Hamilton Valley is a suburb of the city of Albury, New South Wales, located north-west of the Albury Central Business District and west of Lavington. At the , Hamilton Valley had a population of 566, although the area covered in the Census includes Splitters Creek and does not include some parts of Hamilton Valley. As a result, the population was probably closer to 450. 

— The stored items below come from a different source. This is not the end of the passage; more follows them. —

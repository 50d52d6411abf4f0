mod cache;
pub mod engine;
pub mod lexer;
pub mod library;
pub mod node;
pub mod parser;
pub mod render_context;
pub mod scanner;
pub mod serializer;
pub mod tags;
pub mod token;
pub mod value;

Hamilton Valley lies in a valley that broadly separates the Nail Can Hill and Black Ranges. It is surrounded by Table Top/Ettamogah to the north, Lavington to the east, Splitters Creek to the west and Glenroy to the south.
Features of the area include the Panthers Lavington Sports Club and the Glenmorus Gardens Cemetery and Crematorium.

Geography 
Hamilton Valley is a developing residential suburb but has large rural areas. The valley is located on a branch of the Bungambrawatha Creek heading out towards Jindera. It is bound by Urana Road, Reservoir Road to the east, Glenroy to the south and Splitters Creek to the west.

Sport
Hamilton Valley plays host to the Lavington Sports Ground which is the ground of the Lavington Panthers Football Club.

Residents 
At the , the population of Hamilton Valley was 566; however the area covered is considerably different from that of the real suburb (see above). The most common religion was Catholic, followed by Anglican, and the average household income was $1,472, above the Australian average of $1,438. The median age was 31.